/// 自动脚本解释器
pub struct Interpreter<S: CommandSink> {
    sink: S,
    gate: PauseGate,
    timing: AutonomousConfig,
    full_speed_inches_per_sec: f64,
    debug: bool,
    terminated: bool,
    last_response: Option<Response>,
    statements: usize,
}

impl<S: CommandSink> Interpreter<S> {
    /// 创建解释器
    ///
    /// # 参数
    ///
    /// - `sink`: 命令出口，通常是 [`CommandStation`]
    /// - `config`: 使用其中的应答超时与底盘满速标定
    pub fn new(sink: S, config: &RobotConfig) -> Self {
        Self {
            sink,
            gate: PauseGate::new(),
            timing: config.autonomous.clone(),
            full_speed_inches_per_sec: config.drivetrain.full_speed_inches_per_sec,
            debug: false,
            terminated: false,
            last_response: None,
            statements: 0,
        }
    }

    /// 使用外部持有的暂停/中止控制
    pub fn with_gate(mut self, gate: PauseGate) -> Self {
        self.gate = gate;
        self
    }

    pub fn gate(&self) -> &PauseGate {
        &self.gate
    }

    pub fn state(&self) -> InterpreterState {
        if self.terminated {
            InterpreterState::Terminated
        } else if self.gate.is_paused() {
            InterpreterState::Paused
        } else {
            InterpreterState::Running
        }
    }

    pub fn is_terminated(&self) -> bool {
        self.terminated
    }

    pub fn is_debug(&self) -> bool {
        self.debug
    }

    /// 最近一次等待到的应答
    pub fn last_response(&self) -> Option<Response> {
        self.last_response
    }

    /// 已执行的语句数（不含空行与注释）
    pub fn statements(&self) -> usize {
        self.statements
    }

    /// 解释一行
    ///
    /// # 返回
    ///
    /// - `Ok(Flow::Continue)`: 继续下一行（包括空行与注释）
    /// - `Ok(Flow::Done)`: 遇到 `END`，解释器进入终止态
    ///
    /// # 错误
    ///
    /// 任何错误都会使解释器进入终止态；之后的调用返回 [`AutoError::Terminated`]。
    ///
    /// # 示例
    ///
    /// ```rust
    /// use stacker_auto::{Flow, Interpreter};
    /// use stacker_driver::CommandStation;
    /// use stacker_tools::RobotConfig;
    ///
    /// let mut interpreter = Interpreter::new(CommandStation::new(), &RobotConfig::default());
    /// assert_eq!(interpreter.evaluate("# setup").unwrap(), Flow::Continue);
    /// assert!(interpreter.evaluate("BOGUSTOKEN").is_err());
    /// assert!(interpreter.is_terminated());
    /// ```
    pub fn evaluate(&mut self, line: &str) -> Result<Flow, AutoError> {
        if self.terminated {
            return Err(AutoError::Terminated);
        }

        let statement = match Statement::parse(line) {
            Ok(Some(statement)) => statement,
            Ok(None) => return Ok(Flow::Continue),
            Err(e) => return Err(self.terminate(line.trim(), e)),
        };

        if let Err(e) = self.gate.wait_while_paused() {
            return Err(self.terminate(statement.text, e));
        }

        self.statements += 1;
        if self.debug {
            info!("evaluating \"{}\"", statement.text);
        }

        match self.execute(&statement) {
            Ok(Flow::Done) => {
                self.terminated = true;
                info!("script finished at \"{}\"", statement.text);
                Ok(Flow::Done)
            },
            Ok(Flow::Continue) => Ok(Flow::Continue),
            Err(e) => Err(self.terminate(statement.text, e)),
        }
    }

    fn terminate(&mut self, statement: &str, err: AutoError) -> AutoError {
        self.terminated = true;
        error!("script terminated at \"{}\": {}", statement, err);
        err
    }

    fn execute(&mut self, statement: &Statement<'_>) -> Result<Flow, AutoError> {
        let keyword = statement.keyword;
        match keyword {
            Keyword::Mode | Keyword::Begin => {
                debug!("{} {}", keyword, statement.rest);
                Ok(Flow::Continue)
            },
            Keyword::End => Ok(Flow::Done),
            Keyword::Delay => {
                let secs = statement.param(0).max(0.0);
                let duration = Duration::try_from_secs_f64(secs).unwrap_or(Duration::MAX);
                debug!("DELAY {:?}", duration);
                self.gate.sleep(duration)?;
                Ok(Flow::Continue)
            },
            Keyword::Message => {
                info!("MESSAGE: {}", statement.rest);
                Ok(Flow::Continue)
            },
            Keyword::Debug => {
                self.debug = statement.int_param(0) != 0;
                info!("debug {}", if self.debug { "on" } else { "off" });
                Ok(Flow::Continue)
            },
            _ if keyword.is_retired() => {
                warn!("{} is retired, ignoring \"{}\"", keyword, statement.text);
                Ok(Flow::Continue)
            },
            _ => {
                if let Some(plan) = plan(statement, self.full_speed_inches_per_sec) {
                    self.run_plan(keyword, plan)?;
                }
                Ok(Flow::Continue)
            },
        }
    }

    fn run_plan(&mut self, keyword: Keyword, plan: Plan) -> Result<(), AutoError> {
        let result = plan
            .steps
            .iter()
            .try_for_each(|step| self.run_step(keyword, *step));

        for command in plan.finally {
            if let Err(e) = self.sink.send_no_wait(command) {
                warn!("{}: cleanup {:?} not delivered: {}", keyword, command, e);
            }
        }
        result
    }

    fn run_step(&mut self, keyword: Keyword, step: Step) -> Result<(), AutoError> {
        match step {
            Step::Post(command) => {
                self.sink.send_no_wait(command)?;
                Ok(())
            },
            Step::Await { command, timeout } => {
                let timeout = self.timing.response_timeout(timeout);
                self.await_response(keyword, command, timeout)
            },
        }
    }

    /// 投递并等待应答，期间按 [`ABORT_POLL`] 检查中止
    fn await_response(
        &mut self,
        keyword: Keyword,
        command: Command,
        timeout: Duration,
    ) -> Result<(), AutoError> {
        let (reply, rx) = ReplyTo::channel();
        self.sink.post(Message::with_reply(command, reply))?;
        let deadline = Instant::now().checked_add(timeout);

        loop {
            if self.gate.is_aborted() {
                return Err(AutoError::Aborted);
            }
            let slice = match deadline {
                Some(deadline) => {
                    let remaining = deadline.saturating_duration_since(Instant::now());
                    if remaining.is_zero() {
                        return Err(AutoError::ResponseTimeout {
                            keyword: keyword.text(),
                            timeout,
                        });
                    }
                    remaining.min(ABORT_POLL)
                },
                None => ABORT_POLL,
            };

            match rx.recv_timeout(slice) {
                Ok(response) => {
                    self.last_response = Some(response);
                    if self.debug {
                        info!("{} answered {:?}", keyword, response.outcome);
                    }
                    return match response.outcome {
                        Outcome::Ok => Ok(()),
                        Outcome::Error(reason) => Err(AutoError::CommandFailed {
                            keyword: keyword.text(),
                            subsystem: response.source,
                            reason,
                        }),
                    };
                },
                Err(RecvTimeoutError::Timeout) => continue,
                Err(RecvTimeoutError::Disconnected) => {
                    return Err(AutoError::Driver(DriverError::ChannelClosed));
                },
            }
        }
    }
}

- EXERCISE AIM: Filtering the entries above by the word "Some", copy each line that matches.

- TASK ANSWER:
            Ok(Some(statement)) => statement,
                if let Some(plan) = plan(statement, self.full_speed_inches_per_sec) {
                Some(deadline) => {
                    self.last_response = Some(response);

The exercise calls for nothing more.